Japanese tempura *anything* might be one of my favorite dishes on the planet. The shatteringly explosive crunch and crisp, the not too greasy and rich batter. It’s a truly iconic dish when done right. This SeaPak product hopes to help you replicate that at home.
Eight frozen tempura battered shrimp come inside the cardboard box. They’re bagged ups againin plastic packaging that’s non-resealable. Here are a few snaps of the cooked product:
From top to bottom them, a few ways I cooked them:
- Plain with a mayo-siracha dip (just a 75/25 mix)

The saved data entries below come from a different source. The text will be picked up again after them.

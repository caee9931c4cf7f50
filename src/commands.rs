//! Command handlers behind the CLI.

use std::fs::File;
use std::io::BufReader;
use std::path::Path;
use std::sync::Arc;

use anyhow::{bail, Context};
use indicatif::{ProgressBar, ProgressStyle};
use inquire::error::{InquireError, InquireResult};
use inquire::{MultiSelect, Select};

use crate::catalog::Catalog;
use crate::config::Config;
use crate::embedding::{model_id_hash, read_word2vec_text, EmbeddingStore, VectorStorage};
use crate::recommend::{Recommender, ResultPage, Session};

const PREV: &str = "<PREV";
const NEXT: &str = "NEXT>";
const RESELECT: &str = "Change selection";
const QUIT: &str = "Quit";

pub struct RecommendArgs {
    pub like: Vec<String>,
    pub dislike: Vec<String>,
    pub page: usize,
    pub page_size: Option<usize>,
    pub max_results: Option<usize>,
    pub json: bool,
}

fn load_store(config: &Config) -> anyhow::Result<EmbeddingStore> {
    let path = config.vectors_path();
    let storage = VectorStorage::new(path.clone());
    if !storage.exists() {
        bail!(
            "no vectors at {}, run `likeness import <word2vec.txt>` first",
            path.display()
        );
    }

    let store = storage
        .load(&model_id_hash(&config.recommend.model_name))
        .with_context(|| format!("failed to load {}", path.display()))?;
    if store.is_empty() {
        bail!("{} holds no usable vectors", path.display());
    }
    log::info!(
        "Loaded {} vectors ({} dimensions)",
        store.len(),
        store.dimensions()
    );
    Ok(store)
}

fn load_catalog(config: &Config) -> anyhow::Result<Catalog> {
    let path = config.catalog_path();
    let catalog = Catalog::load(&path, &config.catalog_format()?)
        .with_context(|| format!("failed to load catalog {}", path.display()))?;
    if catalog.is_empty() {
        log::warn!("catalog {} has no items", path.display());
    }
    log::info!("Loaded {} catalog items", catalog.len());
    Ok(catalog)
}

fn load_recommender(config: &Config, max_results: Option<usize>) -> anyhow::Result<Recommender> {
    let max_results = max_results.unwrap_or(config.recommend.max_results);
    if max_results == 0 {
        bail!("--max-results must be greater than 0");
    }

    Ok(Recommender::new(
        Arc::new(load_store(config)?),
        Arc::new(load_catalog(config)?),
        max_results,
        config.recommend.normalize_exemplars,
    ))
}

fn page_size_or_default(config: &Config, page_size: Option<usize>) -> anyhow::Result<usize> {
    match page_size.unwrap_or(config.recommend.page_size) {
        0 => bail!("--page-size must be greater than 0"),
        size => Ok(size),
    }
}

fn print_page(page: &ResultPage) {
    if page.items.is_empty() {
        println!("No recommendations.");
    } else {
        println!("{:>5}  {:>8}  {:>7}  title", "rank", "id", "score");
        for item in &page.items {
            println!(
                "{:>5}  {:>8}  {:>7.4}  {}",
                item.rank, item.id, item.score, item.title
            );
        }
    }

    let prev = if page.cursor.can_go_prev { PREV } else { "" };
    let next = if page.cursor.can_go_next { NEXT } else { "" };
    println!("{prev:<6} {} {next:>6}", page.indicator);
}

pub fn recommend(config: &Config, args: RecommendArgs) -> anyhow::Result<()> {
    if args.page == 0 {
        bail!("pages start at 1");
    }
    let page_size = page_size_or_default(config, args.page_size)?;
    let recommender = load_recommender(config, args.max_results)?;

    let spec = recommender.resolve_spec(&args.like, &args.dislike)?;
    if spec.is_empty() {
        log::warn!("no liked or disliked items given");
    }

    let page = recommender.page(&spec, page_size, args.page, recommender.max_results())?;

    if args.json {
        println!("{}", serde_json::to_string_pretty(&page)?);
    } else {
        print_page(&page);
    }

    Ok(())
}

/// Prompt result, with Esc / Ctrl+C mapped to `None`.
fn prompt_or_quit<T>(result: InquireResult<T>) -> anyhow::Result<Option<T>> {
    match result {
        Ok(value) => Ok(Some(value)),
        Err(InquireError::OperationCanceled | InquireError::OperationInterrupted) => Ok(None),
        Err(err) => bail!("An error occurred: {}", err),
    }
}

pub fn browse(config: &Config, page_size: Option<usize>) -> anyhow::Result<()> {
    let page_size = page_size_or_default(config, page_size)?;
    let recommender = load_recommender(config, None)?;

    // only items with a vector can be exemplars
    let options: Vec<String> = recommender
        .catalog()
        .iter()
        .filter(|(id, _)| recommender.store().contains(*id))
        .map(|(_, title)| title.to_string())
        .collect();
    if options.is_empty() {
        bail!("no catalog item has a vector");
    }

    let mut session = Session::new(&recommender, page_size);

    'select: loop {
        let Some(liked) = prompt_or_quit(
            MultiSelect::new("Movies you like:", options.clone())
                .with_page_size(15)
                .prompt(),
        )?
        else {
            return Ok(());
        };
        let Some(disliked) = prompt_or_quit(
            MultiSelect::new("Movies you dislike:", options.clone())
                .with_page_size(15)
                .prompt(),
        )?
        else {
            return Ok(());
        };

        let spec = recommender.resolve_spec(&liked, &disliked)?;
        session.set_spec(spec)?;

        loop {
            let page = session.current_page();
            print_page(&page);

            let mut actions = Vec::with_capacity(4);
            if page.cursor.can_go_prev {
                actions.push(PREV);
            }
            if page.cursor.can_go_next {
                actions.push(NEXT);
            }
            actions.push(RESELECT);
            actions.push(QUIT);

            match prompt_or_quit(Select::new("Navigate:", actions).prompt())? {
                Some(PREV) => {
                    session.prev_page();
                }
                Some(NEXT) => {
                    session.next_page();
                }
                Some(RESELECT) => continue 'select,
                _ => return Ok(()),
            }
        }
    }
}

pub fn import(config: &Config, source: &Path) -> anyhow::Result<()> {
    let file =
        File::open(source).with_context(|| format!("cannot open {}", source.display()))?;

    let progress = ProgressBar::new(0);
    progress.set_style(ProgressStyle::with_template(
        "{spinner} [{elapsed_precise}] {bar:40} {pos}/{len} vectors",
    )?);

    let store = read_word2vec_text(BufReader::new(file), &progress)
        .with_context(|| format!("failed to import {}", source.display()))?;
    progress.finish_and_clear();

    let target = config.vectors_path();
    VectorStorage::new(target.clone())
        .save(&store, &model_id_hash(&config.recommend.model_name))
        .with_context(|| format!("failed to write {}", target.display()))?;

    println!(
        "{} vectors ({} dimensions) written to {}",
        store.len(),
        store.dimensions(),
        target.display()
    );
    Ok(())
}

pub fn info(config: &Config) -> anyhow::Result<()> {
    let store = load_store(config)?;
    let catalog = load_catalog(config)?;

    let without_vector = catalog
        .iter()
        .filter(|(id, _)| !store.contains(*id))
        .count();
    let without_title = store
        .ids()
        .filter(|id| catalog.title_of(*id).is_none())
        .count();

    println!("vocabulary:             {}", store.len());
    println!("dimensions:             {}", store.dimensions());
    println!("catalog items:          {}", catalog.len());
    println!("catalog without vector: {without_vector}");
    println!("vectors without title:  {without_title}");
    println!(
        "max results:            {}",
        config.recommend.max_results.min(store.len())
    );
    Ok(())
}
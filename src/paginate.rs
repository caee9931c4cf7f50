//! Fixed-size pages over an ordered result list.
//!
//! Pages are 1-indexed. An empty list has zero pages, and both navigation
//! directions are disabled for it.

use serde::Serialize;

/// Number of pages needed for `total` items.
pub fn page_count(total: usize, page_size: usize) -> usize {
    if page_size == 0 {
        return 0;
    }
    total.div_ceil(page_size)
}

/// The slice of `items` shown on `page`.
///
/// Empty when `page` is 0 or past the last page.
pub fn window<T>(items: &[T], page_size: usize, page: usize) -> &[T] {
    if page == 0 || page_size == 0 {
        return &[];
    }

    let start = (page - 1).saturating_mul(page_size);
    if start >= items.len() {
        return &[];
    }
    let end = start.saturating_add(page_size).min(items.len());
    &items[start..end]
}

/// Which navigation buttons are usable.
#[derive(Debug, Clone, Copy, PartialEq, Eq, Serialize)]
pub struct CursorState {
    pub can_go_prev: bool,
    pub can_go_next: bool,
}

/// Navigation availability for `page` out of `pages`.
pub fn cursor_state(page: usize, pages: usize) -> CursorState {
    if pages == 0 {
        return CursorState {
            can_go_prev: false,
            can_go_next: false,
        };
    }

    CursorState {
        can_go_prev: page > 1,
        can_go_next: page < pages,
    }
}

/// Per-session page position.
///
/// Only the page number and page count are stored; button availability is
/// derived from them on every call.
#[derive(Debug, Clone, Copy, PartialEq, Eq)]
pub struct PageCursor {
    page: usize,
    pages: usize,
}

impl Default for PageCursor {
    fn default() -> Self {
        Self::new(0)
    }
}

impl PageCursor {
    /// A cursor on the first page.
    pub fn new(pages: usize) -> Self {
        Self { page: 1, pages }
    }

    /// A cursor on `page`, for stateless single-page queries.
    pub fn at(page: usize, pages: usize) -> Self {
        Self { page, pages }
    }

    pub fn page(&self) -> usize {
        self.page
    }

    pub fn pages(&self) -> usize {
        self.pages
    }

    pub fn state(&self) -> CursorState {
        cursor_state(self.page, self.pages)
    }

    /// Back to page 1 with a new page count.
    pub fn reset(&mut self, pages: usize) {
        *self = Self::new(pages);
    }

    /// Move forward one page. Returns false at the last page.
    pub fn next(&mut self) -> bool {
        if !self.state().can_go_next {
            return false;
        }
        self.page += 1;
        true
    }

    /// Move back one page. Returns false at the first page.
    pub fn prev(&mut self) -> bool {
        if !self.state().can_go_prev {
            return false;
        }
        self.page -= 1;
        true
    }

    /// "page/pages", or "0/0" when there is nothing to show.
    pub fn indicator(&self) -> String {
        if self.pages == 0 {
            "0/0".to_string()
        } else {
            format!("{}/{}", self.page, self.pages)
        }
    }
}
use std::path::{Path, PathBuf};

use anyhow::{bail, Context};
use serde::{Deserialize, Serialize};

use crate::catalog::CatalogFormat;
use crate::storage::{self, StorageManager};

const CONFIG_FILE: &str = "config.yaml";

/// Maximum number of recommendations kept per query
const DEFAULT_MAX_RESULTS: usize = 2000;
/// Recommendations per page
const DEFAULT_PAGE_SIZE: usize = 10;
const DEFAULT_MODEL_NAME: &str = "i2v";

/// Where the catalog lives and how to read it
#[derive(Clone, Debug, Serialize, Deserialize)]
pub struct CatalogConfig {
    #[serde(default = "default_catalog_path")]
    pub path: PathBuf,

    /// Single-byte field delimiter, e.g. "\t" or ","
    #[serde(default = "default_delimiter")]
    pub delimiter: String,

    #[serde(default = "default_id_column")]
    pub id_column: String,

    #[serde(default = "default_title_column")]
    pub title_column: String,
}

impl Default for CatalogConfig {
    fn default() -> Self {
        Self {
            path: default_catalog_path(),
            delimiter: default_delimiter(),
            id_column: default_id_column(),
            title_column: default_title_column(),
        }
    }
}

fn default_catalog_path() -> PathBuf {
    PathBuf::from("movies.tsv")
}

fn default_delimiter() -> String {
    "\t".to_string()
}

fn default_id_column() -> String {
    "movie_id".to_string()
}

fn default_title_column() -> String {
    "title".to_string()
}

/// Embedding vectors and query behaviour
#[derive(Clone, Debug, Serialize, Deserialize)]
pub struct RecommendConfig {
    #[serde(default = "default_vectors_path")]
    pub vectors_path: PathBuf,

    /// Name hashed into vectors.bin; loading refuses files of another model
    #[serde(default = "default_model_name")]
    pub model_name: String,

    #[serde(default = "default_max_results")]
    pub max_results: usize,

    #[serde(default = "default_page_size")]
    pub page_size: usize,

    /// Unit-normalize each liked/disliked vector before summing
    #[serde(default = "default_true")]
    pub normalize_exemplars: bool,
}

impl Default for RecommendConfig {
    fn default() -> Self {
        Self {
            vectors_path: default_vectors_path(),
            model_name: default_model_name(),
            max_results: DEFAULT_MAX_RESULTS,
            page_size: DEFAULT_PAGE_SIZE,
            normalize_exemplars: true,
        }
    }
}

fn default_vectors_path() -> PathBuf {
    PathBuf::from("vectors.bin")
}

fn default_model_name() -> String {
    DEFAULT_MODEL_NAME.to_string()
}

fn default_max_results() -> usize {
    DEFAULT_MAX_RESULTS
}

fn default_page_size() -> usize {
    DEFAULT_PAGE_SIZE
}

fn default_true() -> bool {
    true
}

#[derive(Clone, Debug, Default, Serialize, Deserialize)]
pub struct Config {
    #[serde(default)]
    pub catalog: CatalogConfig,
    #[serde(default)]
    pub recommend: RecommendConfig,

    #[serde(skip_serializing, skip_deserializing)]
    base_path: PathBuf,
}

impl Config {
    fn validate(&self) -> anyhow::Result<()> {
        let rec = &self.recommend;
        if rec.max_results == 0 {
            bail!("recommend.max_results must be greater than 0");
        }
        if rec.page_size == 0 {
            bail!("recommend.page_size must be greater than 0");
        }
        if rec.model_name.trim().is_empty() {
            bail!("recommend.model_name cannot be empty");
        }

        let cat = &self.catalog;
        if cat.id_column.trim().is_empty() || cat.title_column.trim().is_empty() {
            bail!("catalog.id_column and catalog.title_column cannot be empty");
        }
        if cat.id_column == cat.title_column {
            bail!("catalog.id_column and catalog.title_column must differ");
        }
        self.catalog_format()?;

        Ok(())
    }

    /// Load `config.yaml` from `base_path`, writing defaults when missing.
    pub fn load_with(base_path: impl AsRef<Path>) -> anyhow::Result<Self> {
        let base_path = base_path.as_ref();
        let store = storage::BackendLocal::new(base_path)
            .with_context(|| format!("cannot create {}", base_path.display()))?;

        // create new if does not exist
        if !store.exists(CONFIG_FILE) {
            log::info!("Creating default config at {}", base_path.join(CONFIG_FILE).display());
            store.write(CONFIG_FILE, serde_yml::to_string(&Self::default())?.as_bytes())?;
        }

        let config_str =
            String::from_utf8(store.read(CONFIG_FILE)?).context("config file is not valid utf8")?;
        let mut config: Self = serde_yml::from_str(&config_str).context("config is malformed")?;

        config.base_path = base_path.to_path_buf();

        config.validate()?;

        // resave in case config version needs an upgrade
        if config_str != serde_yml::to_string(&config)? {
            config.save()?;
        }

        Ok(config)
    }

    pub fn save(&self) -> anyhow::Result<()> {
        let store = storage::BackendLocal::new(&self.base_path)?;

        let config_str = serde_yml::to_string(&self)?;
        store.write(CONFIG_FILE, config_str.as_bytes())?;
        Ok(())
    }

    pub fn base_path(&self) -> &Path {
        &self.base_path
    }

    /// Resolve a configured path against the base directory.
    pub fn resolve_path(&self, path: &Path) -> PathBuf {
        if path.is_absolute() {
            path.to_path_buf()
        } else {
            self.base_path.join(path)
        }
    }

    pub fn catalog_path(&self) -> PathBuf {
        self.resolve_path(&self.catalog.path)
    }

    pub fn vectors_path(&self) -> PathBuf {
        self.resolve_path(&self.recommend.vectors_path)
    }

    pub fn catalog_format(&self) -> anyhow::Result<CatalogFormat> {
        let delimiter = match self.catalog.delimiter.as_bytes() {
            [byte] => *byte,
            _ => bail!(
                "catalog.delimiter must be a single byte, got {:?}",
                self.catalog.delimiter
            ),
        };

        Ok(CatalogFormat {
            delimiter,
            id_column: self.catalog.id_column.clone(),
            title_column: self.catalog.title_column.clone(),
        })
    }
}
//! Item catalog: the id <-> title bijection used for display and selection.
//!
//! Loaded once from a delimited text file (TSV by default) with a header row.
//! Both IDs and titles must be unique.

use std::collections::HashMap;
use std::io::Read;
use std::path::Path;
use std::time::Instant;

use crate::embedding::ItemId;

/// Column layout of a catalog file.
#[derive(Debug, Clone)]
pub struct CatalogFormat {
    pub delimiter: u8,
    pub id_column: String,
    pub title_column: String,
}

impl Default for CatalogFormat {
    fn default() -> Self {
        Self {
            delimiter: b'\t',
            id_column: "movie_id".to_string(),
            title_column: "title".to_string(),
        }
    }
}

#[derive(Debug, thiserror::Error)]
pub enum CatalogError {
    #[error("I/O error: {0}")]
    Io(#[from] std::io::Error),

    #[error("csv error: {0}")]
    Csv(#[from] csv::Error),

    #[error("missing column {0:?}")]
    MissingColumn(String),

    #[error("line {line}: invalid item id {value:?}")]
    InvalidId { line: u64, value: String },

    #[error("duplicate item id {0}")]
    DuplicateId(ItemId),

    #[error("duplicate title {0:?}")]
    DuplicateTitle(String),

    #[error("no item titled {0:?}")]
    UnknownTitle(String),
}

#[derive(Debug, Clone, Default)]
pub struct Catalog {
    /// IDs in file order
    order: Vec<ItemId>,
    id_to_title: HashMap<ItemId, String>,
    title_to_id: HashMap<String, ItemId>,
}

impl Catalog {
    /// Load a catalog file.
    pub fn load(path: &Path, format: &CatalogFormat) -> Result<Self, CatalogError> {
        let now = Instant::now();
        let file = std::fs::File::open(path)?;
        let catalog = Self::from_reader(file, format)?;

        log::debug!(
            "took {}ms to read catalog with {} items",
            now.elapsed().as_micros() as f64 / 1000.0,
            catalog.len()
        );

        Ok(catalog)
    }

    /// Parse a catalog from any reader.
    pub fn from_reader(reader: impl Read, format: &CatalogFormat) -> Result<Self, CatalogError> {
        let mut csv_reader = csv::ReaderBuilder::new()
            .delimiter(format.delimiter)
            .from_reader(reader);

        let headers = csv_reader.headers()?.clone();
        let column = |name: &str| {
            headers
                .iter()
                .position(|h| h.trim() == name)
                .ok_or_else(|| CatalogError::MissingColumn(name.to_string()))
        };
        let id_idx = column(&format.id_column)?;
        let title_idx = column(&format.title_column)?;

        let mut catalog = Catalog::default();
        for record in csv_reader.records() {
            let record = record?;
            let line = record.position().map(|p| p.line()).unwrap_or_default();

            let raw_id = record.get(id_idx).unwrap_or_default().trim();
            let id = raw_id.parse::<ItemId>().map_err(|_| CatalogError::InvalidId {
                line,
                value: raw_id.to_string(),
            })?;
            let title = record.get(title_idx).unwrap_or_default().to_string();

            catalog.insert(id, title)?;
        }

        Ok(catalog)
    }

    /// Build a catalog from pairs, enforcing uniqueness.
    #[cfg(test)]
    pub fn from_pairs(
        pairs: impl IntoIterator<Item = (ItemId, String)>,
    ) -> Result<Self, CatalogError> {
        let mut catalog = Catalog::default();
        for (id, title) in pairs {
            catalog.insert(id, title)?;
        }
        Ok(catalog)
    }

    fn insert(&mut self, id: ItemId, title: String) -> Result<(), CatalogError> {
        if self.id_to_title.contains_key(&id) {
            return Err(CatalogError::DuplicateId(id));
        }
        if self.title_to_id.contains_key(&title) {
            return Err(CatalogError::DuplicateTitle(title));
        }

        self.order.push(id);
        self.title_to_id.insert(title.clone(), id);
        self.id_to_title.insert(id, title);
        Ok(())
    }

    pub fn len(&self) -> usize {
        self.order.len()
    }

    pub fn is_empty(&self) -> bool {
        self.order.is_empty()
    }

    pub fn title_of(&self, id: ItemId) -> Option<&str> {
        self.id_to_title.get(&id).map(String::as_str)
    }

    pub fn id_of(&self, title: &str) -> Option<ItemId> {
        self.title_to_id.get(title).copied()
    }

    /// (id, title) pairs in file order.
    pub fn iter(&self) -> impl Iterator<Item = (ItemId, &str)> {
        self.order
            .iter()
            .map(|id| (*id, self.id_to_title[id].as_str()))
    }

    /// Resolve user input to an item ID.
    ///
    /// An exact title wins; otherwise a numeric string is taken as an ID
    /// listed in the catalog.
    pub fn resolve(&self, input: &str) -> Result<ItemId, CatalogError> {
        if let Some(id) = self.id_of(input) {
            return Ok(id);
        }

        input
            .trim()
            .parse::<ItemId>()
            .ok()
            .filter(|id| self.id_to_title.contains_key(id))
            .ok_or_else(|| CatalogError::UnknownTitle(input.to_string()))
    }
}
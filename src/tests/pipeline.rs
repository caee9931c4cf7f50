//! Files on disk -> import -> recommend, the way the CLI runs it.

use std::sync::Arc;

use indicatif::ProgressBar;

use crate::catalog::Catalog;
use crate::commands::{self, RecommendArgs};
use crate::config::Config;
use crate::embedding::{model_id_hash, read_word2vec_text, QuerySpec, VectorStorage};
use crate::recommend::{Recommender, Session};

const MOVIES: &str = "movie_id\ttitle\n\
    1\tToy Story (1995)\n\
    2\tJumanji (1995)\n\
    3\tGrumpier Old Men (1995)\n\
    6\tHeat (1995)\n\
    50\tUsual Suspects, The (1995)\n\
    260\tStar Wars: Episode IV - A New Hope (1977)\n\
    318\tShawshank Redemption, The (1994)\n\
    999\tNot In The Model (2001)\n";

// family films lean on the first axis, crime on the second, sci-fi on the third
const WORD2VEC: &str = "7 3\n\
    1 0.9 0.1 0.1\n\
    2 0.8 0.0 0.3\n\
    3 0.7 0.2 0.0\n\
    6 0.1 0.9 0.0\n\
    50 0.0 0.8 0.1\n\
    260 0.2 0.0 0.9\n\
    318 0.1 0.7 0.2\n";

fn setup() -> (tempfile::TempDir, Config) {
    let dir = tempfile::tempdir().unwrap();
    std::fs::write(dir.path().join("movies.tsv"), MOVIES).unwrap();
    std::fs::write(dir.path().join("i2v.txt"), WORD2VEC).unwrap();

    let config = Config::load_with(dir.path()).unwrap();
    (dir, config)
}

fn import_and_build(config: &Config) -> Recommender {
    let store = read_word2vec_text(WORD2VEC.as_bytes(), &ProgressBar::hidden()).unwrap();
    let model_id = model_id_hash(&config.recommend.model_name);
    let storage = VectorStorage::new(config.vectors_path());
    storage.save(&store, &model_id).unwrap();

    let store = storage.load(&model_id).unwrap();
    let catalog = Catalog::load(&config.catalog_path(), &config.catalog_format().unwrap()).unwrap();

    Recommender::new(
        Arc::new(store),
        Arc::new(catalog),
        config.recommend.max_results,
        config.recommend.normalize_exemplars,
    )
}

#[test]
fn liked_family_film_recommends_family_films_first() {
    let (_dir, config) = setup();
    let rec = import_and_build(&config);

    let spec = rec.resolve_spec(&["Toy Story (1995)"], &[]).unwrap();
    let page = rec.page(&spec, 2, 1, rec.max_results()).unwrap();

    let ids: Vec<_> = page.items.iter().map(|i| i.id).collect();
    assert_eq!(ids, vec![3, 2]);
    assert_eq!(page.items[0].title, "Grumpier Old Men (1995)");
    assert_eq!(page.total, 6);
    assert_eq!(page.pages, 3);
    assert_eq!(page.indicator, "1/3");
}

#[test]
fn disliking_crime_pushes_crime_to_the_bottom() {
    let (_dir, config) = setup();
    let rec = import_and_build(&config);

    let spec = rec.resolve_spec(&["260"], &["Heat (1995)"]).unwrap();
    let entries = rec.recommend(&spec, rec.max_results()).unwrap();

    assert_eq!(entries.len(), 5);
    assert_eq!(entries.last().unwrap().id, 50);
    assert!(entries.last().unwrap().score < 0.0);
    assert!(entries.iter().all(|e| e.id != 260 && e.id != 6));
}

#[test]
fn catalog_item_without_vector_is_invalid_input() {
    let (_dir, config) = setup();
    let rec = import_and_build(&config);

    let spec = rec.resolve_spec(&["Not In The Model (2001)"], &[]).unwrap();
    assert_eq!(spec, QuerySpec::new([999], []));
    assert!(rec.recommend(&spec, 10).is_err());
}

#[test]
fn session_walks_pages_and_resets() {
    let (_dir, config) = setup();
    let rec = import_and_build(&config);
    let mut session = Session::new(&rec, 4);

    session.set_spec(QuerySpec::new([318], [])).unwrap();
    let first = session.current_page();
    assert_eq!(first.items.len(), 4);
    assert!(!first.cursor.can_go_prev);
    assert!(first.cursor.can_go_next);

    assert!(session.next_page());
    let second = session.current_page();
    assert_eq!(second.items.len(), 2);
    assert_eq!(second.items[0].rank, 5);
    assert!(second.cursor.can_go_prev);
    assert!(!second.cursor.can_go_next);

    session.set_spec(QuerySpec::new([318], [1])).unwrap();
    assert_eq!(session.current_page().page, 1);
    assert_eq!(session.current_page().total, 5);
}

#[test]
fn import_command_writes_loadable_vectors() {
    let (dir, config) = setup();

    commands::import(&config, &dir.path().join("i2v.txt")).unwrap();

    let store = VectorStorage::new(config.vectors_path())
        .load(&model_id_hash(&config.recommend.model_name))
        .unwrap();
    assert_eq!(store.len(), 7);
    assert_eq!(store.dimensions(), 3);
}

#[test]
fn recommend_command_runs_after_import() {
    let (dir, config) = setup();
    commands::import(&config, &dir.path().join("i2v.txt")).unwrap();

    let args = RecommendArgs {
        like: vec!["Toy Story (1995)".to_string()],
        dislike: vec![],
        page: 1,
        page_size: None,
        max_results: Some(3),
        json: true,
    };
    commands::recommend(&config, args).unwrap();
    commands::info(&config).unwrap();
}

#[test]
fn recommend_command_without_vectors_fails() {
    let (_dir, config) = setup();

    let args = RecommendArgs {
        like: vec!["1".to_string()],
        dislike: vec![],
        page: 1,
        page_size: None,
        max_results: None,
        json: false,
    };
    assert!(commands::recommend(&config, args).is_err());
}

#[test]
fn unknown_title_is_reported() {
    let (dir, config) = setup();
    commands::import(&config, &dir.path().join("i2v.txt")).unwrap();

    let args = RecommendArgs {
        like: vec!["Casablanca (1942)".to_string()],
        dislike: vec![],
        page: 1,
        page_size: None,
        max_results: None,
        json: false,
    };
    let err = commands::recommend(&config, args).unwrap_err();
    assert!(err.to_string().contains("Casablanca"));
}

#[test]
fn info_rejects_model_without_usable_vectors() {
    let (dir, config) = setup();
    let zeros = dir.path().join("zeros.txt");
    std::fs::write(&zeros, "2 3\n1 0 0 0\n2 0 0 0\n").unwrap();
    commands::import(&config, &zeros).unwrap();

    let err = commands::info(&config).unwrap_err();
    assert!(err.to_string().contains("no usable vectors"));
}
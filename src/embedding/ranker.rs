//! Ranked recommendation lists on top of [`EmbeddingStore::nearest_to`].

use std::collections::HashSet;

use serde::Serialize;

use crate::embedding::store::{EmbeddingStore, ItemId, StoreError};

/// One line of a recommendation list.
#[derive(Debug, Clone, Copy, PartialEq, Serialize)]
pub struct RankedEntry {
    /// 1-based position in the list
    pub rank: usize,
    pub id: ItemId,
    /// Cosine similarity to the query
    pub score: f32,
}

/// Rank the vocabulary against `query`, skipping `exclude`.
///
/// Returns at most `max_results` entries numbered from 1. A vocabulary
/// smaller than `max_results` simply yields a shorter list.
pub fn rank(
    store: &EmbeddingStore,
    query: &[f32],
    exclude: &HashSet<ItemId>,
    max_results: usize,
) -> Result<Vec<RankedEntry>, StoreError> {
    let neighbors = store.nearest_to(query, exclude, max_results)?;

    Ok(neighbors
        .into_iter()
        .enumerate()
        .map(|(idx, n)| RankedEntry {
            rank: idx + 1,
            id: n.id,
            score: n.score,
        })
        .collect())
}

- As a spin on fish tacos with lots of guac and Wild Coyote cilantro-ranch sauce
- Covered in thick Maruso Soy Sauce and served with House Foods Kokumaro curry and rice
The verdict? Well, they’re no match for a quality restaurant that’s for sure. But for something out of the freezer I was actually really quite surprised. The exterior batter crisps up tremendously. I used my air fryer and was shocked by how good the batter was. Again, it’s not restaurant “hot from the fryer” good, but if you want crunch, crunch you shall have!
The flipside of that is the batter is very thick and dominant. The shrimp’s flavor wilts away and is lost against the batter. It’s like trying to listen to classical music at a rock concert.
I think I’d but this one again if I was in the mood for that tempura crunch, maybe not so much if I was craving shrimp flavors per se.
SeaPak Tempura Shrimp ingredients, nutrition, cooking
Are SeaPak Tempura Shrimp any good?
The batter is fantastically crisp and crunchy. The shrimp is timidly mild though. If you’re looking more for tempura texture than shrimp flavors, this might be worth a look in.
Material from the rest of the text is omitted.